Collected data entries —
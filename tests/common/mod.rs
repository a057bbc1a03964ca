//! Shared test doubles for host and watchdog tests.
#![allow(dead_code)]

use std::collections::HashMap;
use std::sync::atomic::{AtomicU64, AtomicUsize, Ordering};
use std::sync::{Arc, Mutex};

use replica_watchdog::load_balancing::{Connection, ConnectionPool, DbError, Lsn, Row};
use replica_watchdog::memory::ProcessMemory;

type Responder = Box<dyn Fn(&str) -> Result<Option<Row>, DbError> + Send + Sync>;

#[derive(Default)]
struct Shared {
    responders: Mutex<Vec<(String, Responder)>>,
    hangs: Mutex<Vec<String>>,
    queries: Mutex<Vec<String>>,
    acquire_error: Mutex<Option<DbError>>,
    acquired: AtomicUsize,
    released: AtomicUsize,
    in_use: AtomicUsize,
    pinned: AtomicUsize,
    disconnects: AtomicUsize,
}

/// Scripted pool: queries are answered by the first responder whose pattern
/// the SQL contains; unmatched queries return no row.
#[derive(Clone, Default)]
pub struct MockPool {
    shared: Arc<Shared>,
}

impl MockPool {
    pub fn new() -> Self {
        Self::default()
    }

    pub fn on<F>(&self, pattern: &str, responder: F) -> &Self
    where
        F: Fn(&str) -> Result<Option<Row>, DbError> + Send + Sync + 'static,
    {
        self.shared
            .responders
            .lock()
            .unwrap()
            .push((pattern.to_string(), Box::new(responder)));
        self
    }

    /// Answer queries containing `pattern` with a single-column row.
    pub fn respond(&self, pattern: &str, column: &str, value: &str) -> &Self {
        let row = row(&[(column, value)]);
        self.on(pattern, move |_| Ok(Some(row.clone())))
    }

    /// Queries containing `pattern` never complete.
    pub fn hang(&self, pattern: &str) {
        self.shared.hangs.lock().unwrap().push(pattern.to_string());
    }

    pub fn fail_acquire(&self, error: DbError) {
        *self.shared.acquire_error.lock().unwrap() = Some(error);
    }

    /// Report `n` extra connections as checked out.
    pub fn pin_in_use(&self, n: usize) {
        self.shared.pinned.store(n, Ordering::SeqCst);
    }

    pub fn queries(&self) -> Vec<String> {
        self.shared.queries.lock().unwrap().clone()
    }

    pub fn query_count(&self, pattern: &str) -> usize {
        self.queries().iter().filter(|sql| sql.contains(pattern)).count()
    }

    pub fn acquired(&self) -> usize {
        self.shared.acquired.load(Ordering::SeqCst)
    }

    pub fn released(&self) -> usize {
        self.shared.released.load(Ordering::SeqCst)
    }

    pub fn disconnects(&self) -> usize {
        self.shared.disconnects.load(Ordering::SeqCst)
    }
}

pub struct MockConnection {
    shared: Arc<Shared>,
}

impl Connection for MockConnection {
    async fn select_row(&mut self, sql: &str) -> Result<Option<Row>, DbError> {
        self.shared.queries.lock().unwrap().push(sql.to_string());

        let hangs = self.shared.hangs.lock().unwrap().iter().any(|p| sql.contains(p.as_str()));
        if hangs {
            std::future::pending::<()>().await;
        }

        let responders = self.shared.responders.lock().unwrap();
        match responders.iter().find(|(pattern, _)| sql.contains(pattern.as_str())) {
            Some((_, responder)) => responder(sql),
            None => Ok(None),
        }
    }
}

impl ConnectionPool for MockPool {
    type Connection = MockConnection;

    async fn acquire(&self) -> Result<MockConnection, DbError> {
        if let Some(error) = self.shared.acquire_error.lock().unwrap().clone() {
            return Err(error);
        }

        self.shared.acquired.fetch_add(1, Ordering::SeqCst);
        self.shared.in_use.fetch_add(1, Ordering::SeqCst);
        Ok(MockConnection {
            shared: Arc::clone(&self.shared),
        })
    }

    fn release(&self, _conn: MockConnection) {
        self.shared.released.fetch_add(1, Ordering::SeqCst);
        self.shared.in_use.fetch_sub(1, Ordering::SeqCst);
    }

    fn in_use_count(&self) -> usize {
        self.shared.in_use.load(Ordering::SeqCst) + self.shared.pinned.load(Ordering::SeqCst)
    }

    fn disconnect(&self) {
        self.shared.disconnects.fetch_add(1, Ordering::SeqCst);
    }
}

pub fn row(columns: &[(&str, &str)]) -> Row {
    columns
        .iter()
        .map(|(k, v)| (k.to_string(), v.to_string()))
        .collect::<HashMap<_, _>>()
}

/// Extract the `'X/Y'::pg_lsn` literal from a byte-lag query.
pub fn lsn_literal(sql: &str) -> Option<Lsn> {
    let start = sql.find('\'')? + 1;
    let end = start + sql[start..].find('\'')?;
    sql[start..end].parse().ok()
}

/// Replica answering byte-lag queries as if it had replayed up to `replayed`.
pub fn replica_at(pool: &MockPool, replayed: u64) {
    pool.on("pg_wal_lsn_diff", move |sql| {
        let location = lsn_literal(sql).ok_or_else(|| DbError::StatementInvalid(sql.to_string()))?;
        let diff = location.diff(Lsn::new(replayed));
        let diff = format!("{}.0", diff);
        Ok(Some(row(&[("diff", diff.as_str())])))
    });
}

/// Primary reporting `location` as its write position.
pub fn primary_at(pool: &MockPool, location: u64) {
    pool.respond("AS location", "location", &Lsn::new(location).to_string());
}

/// Memory readings set directly by the test.
#[derive(Default)]
pub struct FakeMemory {
    pub rss: AtomicU64,
    pub uss: AtomicU64,
    pub reference_uss: AtomicU64,
    /// Fragmentation in parts per million.
    pub fragmentation_ppm: AtomicU64,
}

impl FakeMemory {
    pub fn set_uss(&self, bytes: u64) {
        self.uss.store(bytes, Ordering::SeqCst);
    }

    pub fn set_fragmentation(&self, ratio: f64) {
        self.fragmentation_ppm
            .store((ratio * 1_000_000.0) as u64, Ordering::SeqCst);
    }
}

impl ProcessMemory for FakeMemory {
    fn rss_bytes(&self) -> u64 {
        self.rss.load(Ordering::SeqCst)
    }

    fn uss_bytes(&self, pid: Option<u32>) -> u64 {
        match pid {
            Some(_) => self.reference_uss.load(Ordering::SeqCst),
            None => self.uss.load(Ordering::SeqCst),
        }
    }

    fn heap_fragmentation(&self) -> f64 {
        self.fragmentation_ppm.load(Ordering::SeqCst) as f64 / 1_000_000.0
    }
}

Work order — Above are the records; retype them all without a single difference.

Your solution —
filename tests/common/mod.rs
repository a057bbc1a03964ca
//! Shared test doubles for host and watchdog tests.
#![allow(dead_code)]

use std::collections::HashMap;
use std::sync::atomic::{AtomicU64, AtomicUsize, Ordering};
use std::sync::{Arc, Mutex};

use replica_watchdog::load_balancing::{Connection, ConnectionPool, DbError, Lsn, Row};
use replica_watchdog::memory::ProcessMemory;

type Responder = Box<dyn Fn(&str) -> Result<Option<Row>, DbError> + Send + Sync>;

#[derive(Default)]
struct Shared {
    responders: Mutex<Vec<(String, Responder)>>,
    hangs: Mutex<Vec<String>>,
    queries: Mutex<Vec<String>>,
    acquire_error: Mutex<Option<DbError>>,
    acquired: AtomicUsize,
    released: AtomicUsize,
    in_use: AtomicUsize,
    pinned: AtomicUsize,
    disconnects: AtomicUsize,
}

/// Scripted pool: queries are answered by the first responder whose pattern
/// the SQL contains; unmatched queries return no row.
#[derive(Clone, Default)]
pub struct MockPool {
    shared: Arc<Shared>,
}

impl MockPool {
    pub fn new() -> Self {
        Self::default()
    }

    pub fn on<F>(&self, pattern: &str, responder: F) -> &Self
    where
        F: Fn(&str) -> Result<Option<Row>, DbError> + Send + Sync + 'static,
    {
        self.shared
            .responders
            .lock()
            .unwrap()
            .push((pattern.to_string(), Box::new(responder)));
        self
    }

    /// Answer queries containing `pattern` with a single-column row.
    pub fn respond(&self, pattern: &str, column: &str, value: &str) -> &Self {
        let row = row(&[(column, value)]);
        self.on(pattern, move |_| Ok(Some(row.clone())))
    }

    /// Queries containing `pattern` never complete.
    pub fn hang(&self, pattern: &str) {
        self.shared.hangs.lock().unwrap().push(pattern.to_string());
    }

    pub fn fail_acquire(&self, error: DbError) {
        *self.shared.acquire_error.lock().unwrap() = Some(error);
    }

    /// Report `n` extra connections as checked out.
    pub fn pin_in_use(&self, n: usize) {
        self.shared.pinned.store(n, Ordering::SeqCst);
    }

    pub fn queries(&self) -> Vec<String> {
        self.shared.queries.lock().unwrap().clone()
    }

    pub fn query_count(&self, pattern: &str) -> usize {
        self.queries().iter().filter(|sql| sql.contains(pattern)).count()
    }

    pub fn acquired(&self) -> usize {
        self.shared.acquired.load(Ordering::SeqCst)
    }

    pub fn released(&self) -> usize {
        self.shared.released.load(Ordering::SeqCst)
    }

    pub fn disconnects(&self) -> usize {
        self.shared.disconnects.load(Ordering::SeqCst)
    }
}

pub struct MockConnection {
    shared: Arc<Shared>,
}

impl Connection for MockConnection {
    async fn select_row(&mut self, sql: &str) -> Result<Option<Row>, DbError> {
        self.shared.queries.lock().unwrap().push(sql.to_string());

        let hangs = self.shared.hangs.lock().unwrap().iter().any(|p| sql.contains(p.as_str()));
        if hangs {
            std::future::pending::<()>().await;
        }

        let responders = self.shared.responders.lock().unwrap();
        match responders.iter().find(|(pattern, _)| sql.contains(pattern.as_str())) {
            Some((_, responder)) => responder(sql),
            None => Ok(None),
        }
    }
}

impl ConnectionPool for MockPool {
    type Connection = MockConnection;

    async fn acquire(&self) -> Result<MockConnection, DbError> {
        if let Some(error) = self.shared.acquire_error.lock().unwrap().clone() {
            return Err(error);
        }

        self.shared.acquired.fetch_add(1, Ordering::SeqCst);
        self.shared.in_use.fetch_add(1, Ordering::SeqCst);
        Ok(MockConnection {
            shared: Arc::clone(&self.shared),
        })
    }

    fn release(&self, _conn: MockConnection) {
        self.shared.released.fetch_add(1, Ordering::SeqCst);
        self.shared.in_use.fetch_sub(1, Ordering::SeqCst);
    }

    fn in_use_count(&self) -> usize {
        self.shared.in_use.load(Ordering::SeqCst) + self.shared.pinned.load(Ordering::SeqCst)
    }

    fn disconnect(&self) {
        self.shared.disconnects.fetch_add(1, Ordering::SeqCst);
    }
}

pub fn row(columns: &[(&str, &str)]) -> Row {
    columns
        .iter()
        .map(|(k, v)| (k.to_string(), v.to_string()))
        .collect::<HashMap<_, _>>()
}

/// Extract the `'X/Y'::pg_lsn` literal from a byte-lag query.
pub fn lsn_literal(sql: &str) -> Option<Lsn> {
    let start = sql.find('\'')? + 1;
    let end = start + sql[start..].find('\'')?;
    sql[start..end].parse().ok()
}

/// Replica answering byte-lag queries as if it had replayed up to `replayed`.
pub fn replica_at(pool: &MockPool, replayed: u64) {
    pool.on("pg_wal_lsn_diff", move |sql| {
        let location = lsn_literal(sql).ok_or_else(|| DbError::StatementInvalid(sql.to_string()))?;
        let diff = location.diff(Lsn::new(replayed));
        let diff = format!("{}.0", diff);
        Ok(Some(row(&[("diff", diff.as_str())])))
    });
}

/// Primary reporting `location` as its write position.
pub fn primary_at(pool: &MockPool, location: u64) {
    pool.respond("AS location", "location", &Lsn::new(location).to_string());
}

/// Memory readings set directly by the test.
#[derive(Default)]
pub struct FakeMemory {
    pub rss: AtomicU64,
    pub uss: AtomicU64,
    pub reference_uss: AtomicU64,
    /// Fragmentation in parts per million.
    pub fragmentation_ppm: AtomicU64,
}

impl FakeMemory {
    pub fn set_uss(&self, bytes: u64) {
        self.uss.store(bytes, Ordering::SeqCst);
    }

    pub fn set_fragmentation(&self, ratio: f64) {
        self.fragmentation_ppm
            .store((ratio * 1_000_000.0) as u64, Ordering::SeqCst);
    }
}

impl ProcessMemory for FakeMemory {
    fn rss_bytes(&self) -> u64 {
        self.rss.load(Ordering::SeqCst)
    }

    fn uss_bytes(&self, pid: Option<u32>) -> u64 {
        match pid {
            Some(_) => self.reference_uss.load(Ordering::SeqCst),
            None => self.uss.load(Ordering::SeqCst),
        }
    }

    fn heap_fragmentation(&self) -> f64 {
        self.fragmentation_ppm.load(Ordering::SeqCst) as f64 / 1_000_000.0
    }
}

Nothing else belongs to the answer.